Women from the Great Lakes region on Wednesday held a peaceful walk in the Democratic Republic of Congo condemning the increase in mass rapes in the country.

The women drawn from Kenya, Burundi, Rwanda and Sierra Leone joined their female counterparts in Congo to urge the government to criminalise the culture of impunity and end the sexual violence.

More than 2,000 women marched along the Rutshuru roads waving placards bearing anti-rape messages and wearing lack polythene bags on their heads as a sign of rape.

According to a Human Rights Watch released this year, 10 victims of sexual violence are reported daily in Bukivu hospital, the South Kivu hospital and at least 16,000 cases of fistula have been reported since 2000.

The women presented petition requests to the DRC government that includes a commitment to strengthen the implementation of the Sexual and Gender Based Violence law that sets a penalty of 25 years for the perpetrators.

They also called upon the National Assembly to enact laws and ensure women are incorporated in the post-conflict peace building of their country.

Kenya is represented by Maendeleo Ya Wanawake Chairperson Rukia Subow and her counterpart from the Caucus for Women Leadership Dr Phoebe Asiyo.

The march took place in Rutshuru, Goma in North Kivu province where over 200 girls and women were attacked, raped and defiled.

“The law should be protecting us,” the women chanted as they marched on the streets.

For 32-year-old Justine Ritondeyeubusa, a normal day on the farm fending for her family turned out to be the most traumatic day to-date.

While on her farm last year harvesting beans at noon, a group of five armed men ambushed her, dragged her to the heart of the forest where they repeatedly raped her until the next morning, leaving her for the dead.

Today, she would rather stay indoors and wait for her husband to risk his life on their farm, which is in the mountainous Rutshuru area where rebels reside.

“There is a lot of food in my farm but I cannot go because I fear I will be raped again,” told the Nation on Wednesday in Goma during the walk.

She was in hospital for eights months undergoing reconstructive surgery to her reproductive organs that were badly bruises.

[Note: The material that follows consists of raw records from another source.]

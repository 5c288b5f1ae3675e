//! Health Routes
//!
//! - GET /health/live - Liveness probe (process is alive)
//! - GET /health - Poller status and counters

use axum::{extract::State, http::StatusCode, Json};
use std::sync::Arc;

use crate::server::dto::HealthResponse;
use crate::server::state::AppState;

/// GET /health/live
pub async fn liveness() -> StatusCode {
    StatusCode::OK
}

/// GET /health
///
/// `degraded` while no snapshot is available or the last fetch failed;
/// the dashboard keeps serving either way.
pub async fn full_health(State(state): State<Arc<AppState>>) -> Json<HealthResponse> {
    let poll = state.poller.stats();
    let has_snapshot = state.poller.current().is_some();

    let status = if state.poller.is_stopped() {
        "stopped"
    } else if has_snapshot && poll.last_error.is_none() {
        "healthy"
    } else {
        "degraded"
    };

    Json(HealthResponse {
        status: status.to_string(),
        has_snapshot,
        refreshing: state.poller.is_refreshing(),
        poll,
        uptime_seconds: state.uptime_seconds(),
        version: env!("CARGO_PKG_VERSION").to_string(),
    })
}
//! Analytics reporting error types
//!
//! None of these reach the view layer; the reporter logs and drops them.

use thiserror::Error;

use crate::metrics::FailureKind;

/// Errors that can occur while delivering an analytics event
#[derive(Error, Debug)]
pub enum ReportError {
    /// HTTP client failure (connect, timeout, body read)
    #[error("Request failed: {0}")]
    Request(#[from] reqwest::Error),

    /// Endpoint answered with a non-2xx status
    #[error("API error {status}: {message}")]
    Status { status: u16, message: String },

    /// Response body was present but not JSON
    #[error("Malformed response: {0}")]
    Parse(String),

    /// Event could not be encoded
    #[error("Serialization error: {0}")]
    Serialization(String),
}

impl ReportError {
    pub fn kind(&self) -> FailureKind {
        match self {
            ReportError::Parse(_) | ReportError::Serialization(_) => FailureKind::Parse,
            _ => FailureKind::Transport,
        }
    }
}

/// Result type alias for analytics operations
pub type ReportResult<T> = Result<T, ReportError>;

#[cfg(test)]
mod tests {
    use super::*;

    #[test]
    fn test_error_display_and_kind() {
        let err = ReportError::Status {
            status: 400,
            message: "bad".to_string(),
        };
        assert_eq!(err.to_string(), "API error 400: bad");
        assert_eq!(err.kind(), FailureKind::Transport);
        assert_eq!(ReportError::Parse("eof".into()).kind(), FailureKind::Parse);
    }

    #[test]
    fn test_serialization_is_a_parse_failure() {
        let err = ReportError::Serialization("key must be a string".to_string());
        assert_eq!(err.kind(), FailureKind::Parse);
        assert!(err.to_string().starts_with("Serialization error:"));
    }
}
//! Live Series View
//!
//! Keeps the incoming series separate from the committed (rendered) one so a
//! new series is adopted only after a short delay. Renderers read
//! [`ChartFrame`]s and get a visually staggered transition instead of an
//! instant jump.
//!
//! ```text
//!   push(s) ──► pending = s ──(delay)──► committed = s ──► revision += 1
//!                   ▲                          │
//!                   └── push(s') aborts timer ─┘
//! ```
//!
//! Exactly one timer is alive at a time; every push cancels and replaces it.

use std::sync::{Arc, Mutex, MutexGuard};
use std::time::Duration;
use tokio::sync::watch;
use tokio::task::JoinHandle;

use super::path::{ChartPaths, PathBuilder, ValueScale};
use crate::model::Series;

/// Default buffering delay before a new series is committed
pub const DEFAULT_TRANSITION_DELAY: Duration = Duration::from_millis(50);

/// Three labels along an axis
#[derive(Debug, Clone, Default, PartialEq, Eq)]
pub struct AxisLabels {
    pub start: String,
    pub middle: String,
    pub end: String,
}

impl AxisLabels {
    /// X-axis labels: first, middle-index (`len / 2`) and last point labels
    pub fn x_axis(series: &Series) -> Self {
        let label = |p: Option<&crate::model::DataPoint>| p.map(|p| p.label.clone()).unwrap_or_default();
        Self {
            start: label(series.first()),
            middle: label(series.middle()),
            end: label(series.last()),
        }
    }

    /// Y-axis labels, top to bottom: max, midpoint, min, rounded to integers
    pub fn y_axis(series: &Series) -> Self {
        match (series.min(), series.max()) {
            (Some(min), Some(max)) => Self {
                start: round_label(max),
                middle: round_label((max + min) / 2.0),
                end: round_label(min),
            },
            _ => Self::default(),
        }
    }

    pub fn is_blank(&self) -> bool {
        self.start.is_empty() && self.middle.is_empty() && self.end.is_empty()
    }
}

/// Everything a renderer needs for one chart draw
#[derive(Debug, Clone, Default, PartialEq)]
pub struct ChartFrame {
    /// Paths for the committed series
    pub paths: ChartPaths,
    /// Labels from the incoming series
    pub x_labels: AxisLabels,
    pub y_labels: AxisLabels,
    /// Points in the committed series
    pub point_count: usize,
    /// A newer series is waiting for its delay to elapse
    pub transitioning: bool,
}

#[derive(Default)]
struct ViewState {
    incoming: Series,
    pending: Option<Series>,
    committed: Series,
    timer: Option<JoinHandle<()>>,
    generation: u64,
    revision: u64,
}

/// Two-slot (pending / committed) chart state with a single owned timer
pub struct LiveSeriesView {
    state: Arc<Mutex<ViewState>>,
    builder: PathBuilder,
    delay: Duration,
    revisions: Arc<watch::Sender<u64>>,
}

impl LiveSeriesView {
    /// Create an empty view
    pub fn new(builder: PathBuilder, delay: Duration) -> Self {
        let (tx, _rx) = watch::channel(0);
        Self {
            state: Arc::new(Mutex::new(ViewState::default())),
            builder,
            delay,
            revisions: Arc::new(tx),
        }
    }

    /// Buffering delay applied to each new arrival
    pub fn delay(&self) -> Duration {
        self.delay
    }

    /// Receive the commit revision; it changes whenever the rendered series does
    pub fn subscribe(&self) -> watch::Receiver<u64> {
        self.revisions.subscribe()
    }

    /// Accept a new incoming series
    ///
    /// The first series (while nothing is committed) is adopted at once.
    /// Later series replace any pending one and are committed after the
    /// delay. Must be called from within a tokio runtime.
    pub fn push(&self, series: Series) {
        let mut state = lock(&self.state);

        if let Some(timer) = state.timer.take() {
            timer.abort();
        }
        state.generation += 1;
        state.incoming = series.clone();

        if state.committed.is_empty() || self.delay.is_zero() {
            state.pending = None;
            commit(&mut state, series, &self.revisions);
            return;
        }

        state.pending = Some(series);

        let generation = state.generation;
        let shared = Arc::clone(&self.state);
        let revisions = Arc::clone(&self.revisions);
        let delay = self.delay;

        state.timer = Some(tokio::spawn(async move {
            tokio::time::sleep(delay).await;

            let mut state = lock(&shared);
            // A newer push may have raced this timer past its abort
            if state.generation != generation {
                return;
            }
            state.timer = None;
            if let Some(series) = state.pending.take() {
                commit(&mut state, series, &revisions);
            }
        }));
    }

    /// The series currently rendered
    pub fn committed(&self) -> Series {
        lock(&self.state).committed.clone()
    }

    /// The most recently pushed series
    pub fn incoming(&self) -> Series {
        lock(&self.state).incoming.clone()
    }

    /// True while a pushed series waits for its delay
    pub fn is_transitioning(&self) -> bool {
        lock(&self.state).pending.is_some()
    }

    /// Build the frame to draw now
    ///
    /// Paths come from the committed series drawn under the incoming
    /// series' value range, so the line and marker always agree with the
    /// y-axis labels. Axis labels come from the incoming series. An empty
    /// series yields empty paths and blank labels.
    pub fn frame(&self) -> ChartFrame {
        let state = lock(&self.state);
        let paths = match ValueScale::of(&state.incoming) {
            Some(scale) => self.builder.build_with_scale(&state.committed, &scale),
            None => self.builder.build(&state.committed),
        };
        ChartFrame {
            paths,
            x_labels: AxisLabels::x_axis(&state.incoming),
            y_labels: AxisLabels::y_axis(&state.incoming),
            point_count: state.committed.len(),
            transitioning: state.pending.is_some(),
        }
    }

    pub fn builder(&self) -> &PathBuilder {
        &self.builder
    }

    /// Cancel the pending timer; the committed series stays as it is
    pub fn close(&self) {
        let mut state = lock(&self.state);
        if let Some(timer) = state.timer.take() {
            timer.abort();
        }
        state.generation += 1;
        state.pending = None;
    }
}

impl Drop for LiveSeriesView {
    fn drop(&mut self) {
        self.close();
    }
}

fn round_label(value: f64) -> String {
    // Adding 0.0 turns -0 into 0
    format!("{}", value.round() + 0.0)
}

fn commit(state: &mut ViewState, series: Series, revisions: &watch::Sender<u64>) {
    state.committed = series;
    state.revision += 1;
    revisions.send_replace(state.revision);
}

fn lock(state: &Mutex<ViewState>) -> MutexGuard<'_, ViewState> {
    state.lock().unwrap_or_else(|poisoned| poisoned.into_inner())
}
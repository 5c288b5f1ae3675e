//! Route handlers organized by functionality.

pub mod chart;
pub mod dashboard;
pub mod health;
pub mod snapshot;
//! API Error Types
//!
//! Errors of the HTTP layer and their conversion to JSON responses.

use axum::{
    http::StatusCode,
    response::{IntoResponse, Response},
    Json,
};
use serde::Serialize;
use thiserror::Error;

#[derive(Error, Debug)]
pub enum ApiError {
    /// Poller stopped or similar
    #[error("Service unavailable: {0}")]
    ServiceUnavailable(String),

    /// Internal server error
    #[error("Internal error: {0}")]
    Internal(String),

    #[error("IO error: {0}")]
    Io(#[from] std::io::Error),
}

/// Error response body
#[derive(Serialize)]
pub struct ErrorResponse {
    pub error: ErrorBody,
    pub request_id: String,
}

#[derive(Serialize)]
pub struct ErrorBody {
    pub code: String,
    pub message: String,
}

impl IntoResponse for ApiError {
    fn into_response(self) -> Response {
        let (status, code) = match &self {
            ApiError::ServiceUnavailable(_) => (StatusCode::SERVICE_UNAVAILABLE, "SERVICE_UNAVAILABLE"),
            ApiError::Internal(_) => (StatusCode::INTERNAL_SERVER_ERROR, "INTERNAL_ERROR"),
            ApiError::Io(_) => (StatusCode::INTERNAL_SERVER_ERROR, "IO_ERROR"),
        };

        let request_id = uuid::Uuid::new_v4().to_string();

        tracing::error!(
            request_id = %request_id,
            error_code = %code,
            error_message = %self,
            "API error occurred"
        );

        let body = ErrorResponse {
            error: ErrorBody {
                code: code.to_string(),
                message: self.to_string(),
            },
            request_id,
        };

        (status, Json(body)).into_response()
    }
}

/// Result type for API operations
pub type ApiResult<T> = Result<T, ApiError>;

#[cfg(test)]
mod tests {
    use super::*;

    #[test]
    fn test_status_codes() {
        let response = ApiError::Internal("x".into()).into_response();
        assert_eq!(response.status(), StatusCode::INTERNAL_SERVER_ERROR);

        let response = ApiError::ServiceUnavailable("stopped".into()).into_response();
        assert_eq!(response.status(), StatusCode::SERVICE_UNAVAILABLE);
    }
}
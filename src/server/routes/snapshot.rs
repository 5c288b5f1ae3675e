//! Snapshot Routes
//!
//! - GET /api/v1/snapshot - Latest snapshot, 204 before the first one
//! - POST /api/v1/refresh - Fetch now, outside the schedule

use axum::{
    extract::State,
    http::StatusCode,
    response::{IntoResponse, Response},
    Json,
};
use std::sync::Arc;

use crate::server::dto::RefreshResponse;
use crate::server::error::{ApiError, ApiResult};
use crate::server::state::AppState;

/// GET /api/v1/snapshot
pub async fn latest(State(state): State<Arc<AppState>>) -> Response {
    match state.poller.current() {
        Some(snapshot) => Json(snapshot.as_ref().clone()).into_response(),
        None => StatusCode::NO_CONTENT.into_response(),
    }
}

/// POST /api/v1/refresh
///
/// Waits for the fetch; a failed fetch is still a 200 since the previous
/// snapshot stays available.
pub async fn refresh(State(state): State<Arc<AppState>>) -> ApiResult<Json<RefreshResponse>> {
    if state.poller.is_stopped() {
        return Err(ApiError::ServiceUnavailable("Metrics poller is stopped".to_string()));
    }

    let outcome = state.poller.refresh_now().await;
    tracing::info!(?outcome, "Manual refresh");

    Ok(Json(RefreshResponse::new(outcome, state.poller.is_refreshing())))
}
//! Metrics endpoint client
//!
//! HTTP client for the external service that computes RPS, uptime and error
//! rates. One `GET` returns a complete [`MetricsSnapshot`].

use async_trait::async_trait;
use reqwest::Client;
use std::time::Duration;

use super::error::{FetchError, FetchResult};
use crate::model::MetricsSnapshot;

/// Anything that can produce a fresh snapshot
#[async_trait]
pub trait SnapshotSource: Send + Sync {
    /// Fetch one complete snapshot
    async fn fetch(&self) -> FetchResult<MetricsSnapshot>;

    /// Human-readable description for logs
    fn describe(&self) -> String {
        "metrics source".to_string()
    }
}

/// Configuration for the metrics client
#[derive(Debug, Clone)]
pub struct MetricsClientConfig {
    /// Endpoint URL
    pub endpoint: String,
    /// Optional `?type=` query value
    pub metric_type: Option<String>,
    /// Request timeout in milliseconds
    pub request_timeout_ms: u64,
}

impl Default for MetricsClientConfig {
    fn default() -> Self {
        Self {
            endpoint: "http://localhost:8080/metrics".to_string(),
            metric_type: None,
            request_timeout_ms: 5000,
        }
    }
}

/// REST client for the metrics endpoint
pub struct MetricsClient {
    client: Client,
    config: MetricsClientConfig,
}

impl MetricsClient {
    /// Create a new client with the given configuration
    pub fn new(config: MetricsClientConfig) -> FetchResult<Self> {
        let client = Client::builder()
            .timeout(Duration::from_millis(config.request_timeout_ms))
            .build()?;

        Ok(Self { client, config })
    }

    /// Get the current configuration
    pub fn config(&self) -> &MetricsClientConfig {
        &self.config
    }

    /// Full request URL including the optional type query
    pub fn url(&self) -> String {
        match self.config.metric_type.as_deref() {
            Some(metric_type) if !metric_type.is_empty() => {
                let separator = if self.config.endpoint.contains('?') { '&' } else { '?' };
                format!(
                    "{}{}type={}",
                    self.config.endpoint,
                    separator,
                    urlencoding::encode(metric_type)
                )
            }
            _ => self.config.endpoint.clone(),
        }
    }
}

#[async_trait]
impl SnapshotSource for MetricsClient {
    async fn fetch(&self) -> FetchResult<MetricsSnapshot> {
        let response = self
            .client
            .get(self.url())
            .send()
            .await
            .map_err(FetchError::from_reqwest)?;

        let status = response.status();
        if !status.is_success() {
            let text = response.text().await.unwrap_or_default();
            return Err(FetchError::Status {
                status: status.as_u16(),
                message: text,
            });
        }

        let body = response.text().await.map_err(FetchError::from_reqwest)?;
        let snapshot: MetricsSnapshot = serde_json::from_str(&body)?;

        if let Some(index) = snapshot.series.first_non_finite() {
            return Err(FetchError::InvalidSeries(format!(
                "non-finite value at index {}",
                index
            )));
        }

        Ok(snapshot)
    }

    fn describe(&self) -> String {
        self.url()
    }
}
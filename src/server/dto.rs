//! Response bodies

use serde::Serialize;

use crate::metrics::{PollStats, RefreshOutcome};

#[derive(Debug, Serialize)]
pub struct HealthResponse {
    /// healthy, degraded (stale or no data) or stopped
    pub status: String,
    pub has_snapshot: bool,
    pub refreshing: bool,
    pub poll: PollStats,
    pub uptime_seconds: u64,
    pub version: String,
}

#[derive(Debug, Serialize)]
pub struct RefreshResponse {
    /// updated, stale, failed or ignored
    pub outcome: String,
    /// Failure class when the fetch failed
    #[serde(skip_serializing_if = "Option::is_none")]
    pub failure: Option<String>,
    /// Other fetches still running
    pub refreshing: bool,
}

impl RefreshResponse {
    pub fn new(outcome: RefreshOutcome, refreshing: bool) -> Self {
        let (outcome, failure) = match outcome {
            RefreshOutcome::Updated => ("updated", None),
            RefreshOutcome::Stale => ("stale", None),
            RefreshOutcome::Failed(kind) => ("failed", Some(kind.to_string())),
            RefreshOutcome::Ignored => ("ignored", None),
        };
        Self {
            outcome: outcome.to_string(),
            failure,
            refreshing,
        }
    }
}
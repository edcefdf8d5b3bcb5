//! Twirp-style signaling surface.
//!
//! One POST route exchanges a base64-wrapped JSON SDP offer for an answer.
//! Decode problems are the caller's fault (`invalid_argument`); everything
//! that goes wrong past decoding is ours (`internal`). The router also
//! mounts the static web client and the blobstore when roots are configured.

use std::sync::Arc;

use axum::extract::State;
use axum::http::{header, Method, StatusCode};
use axum::response::{IntoResponse, Response};
use axum::routing::post;
use axum::{Json, Router};
use base64::engine::general_purpose::STANDARD as BASE64;
use base64::Engine;
use tower_http::cors::{Any, CorsLayer};
use tower_http::services::ServeDir;
use tracing::error;
use webrtc::peer_connection::sdp::session_description::RTCSessionDescription;

use trestle_protocol::config::ProxyConfig;
use trestle_protocol::rpc::{
    InitiatePeerConnectionRequest, InitiatePeerConnectionResponse, TwirpError,
    INITIATE_PEER_CONNECTION_PATH,
};

use crate::peer::PeerManager;

#[derive(Debug, thiserror::Error)]
enum DecodeError {
    #[error("invalid base64")]
    InvalidBase64,
    #[error("invalid json")]
    InvalidJson,
}

/// Build the HTTP router: the signaling RPC (with permissive CORS, browsers
/// call it cross-origin), plus optional static and blobstore mounts.
pub fn build_router(manager: Arc<PeerManager>, config: &ProxyConfig) -> Router {
    let cors = CorsLayer::new()
        .allow_origin(Any)
        .allow_methods([Method::POST])
        .allow_headers([header::CONTENT_TYPE]);

    let mut router = Router::new()
        .route(INITIATE_PEER_CONNECTION_PATH, post(initiate_peer_connection))
        .layer(cors)
        .with_state(manager);

    if let Some(root) = &config.blobstore_root {
        router = router.nest_service("/blobs", ServeDir::new(root));
    }
    if let Some(root) = &config.static_root {
        router = router.fallback_service(ServeDir::new(root));
    }
    router
}

async fn initiate_peer_connection(
    State(manager): State<Arc<PeerManager>>,
    Json(request): Json<InitiatePeerConnectionRequest>,
) -> Response {
    let offer = match decode_session_description(&request.sdp) {
        Ok(offer) => offer,
        Err(e) => return twirp_error(TwirpError::invalid_argument(e.to_string())),
    };

    let answer = match manager.add_peer(offer).await {
        Ok(answer) => answer,
        Err(e) => {
            error!("could not add peer: {e}");
            return twirp_error(TwirpError::internal("could not initiate peer connection"));
        }
    };

    match encode_session_description(&answer) {
        Ok(sdp) => Json(InitiatePeerConnectionResponse { sdp }).into_response(),
        Err(e) => {
            error!("could not encode answer: {e}");
            twirp_error(TwirpError::internal("could not generate SDP"))
        }
    }
}

fn decode_session_description(wrapped: &str) -> Result<RTCSessionDescription, DecodeError> {
    let json = BASE64
        .decode(wrapped)
        .map_err(|_| DecodeError::InvalidBase64)?;
    serde_json::from_slice(&json).map_err(|_| DecodeError::InvalidJson)
}

fn encode_session_description(desc: &RTCSessionDescription) -> serde_json::Result<String> {
    Ok(BASE64.encode(serde_json::to_string(desc)?))
}

fn twirp_error(err: TwirpError) -> Response {
    let status =
        StatusCode::from_u16(err.http_status()).unwrap_or(StatusCode::INTERNAL_SERVER_ERROR);
    (status, Json(err)).into_response()
}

Her hip also dislocated from the rape experience.

However, the United Nations Organization Stabilisation Mission in the Democratic Republic of the Congo head Ms Hiroute Guebre Sellassie, told the Nation in an interview that escorting women to their farms and advising them on potential risks were some of the ways of reducing the rape cases in the area.

“We patrol the areas and issue security advisories in high-risk areas,” Ms Sellassie told the Nation.

However, according to figures by MONUSCO, over 200,000 cases of sexual violence have been recorded in the Democratic Republic of Congo and countless more have gone undocumented since the Great Lakes conflict began in 1996.

Mr Camara Sinduvasi, 50, was the only man in the procession and joined women in condemning rape cases that have become prevalent in North Kivu province in the last four years.

Last year in August, United States Secretary of State Hillary Rodham Clinton visited the eastern city of Goma and strongly condemned the systematic use of rape as a weapon of war.

“The United States condemns these attacks and all those who commit them and abet them. And we say to the world that those who attack civilian populations using systematic rape are guilty of crimes against humanity.” Ms Clinton had said.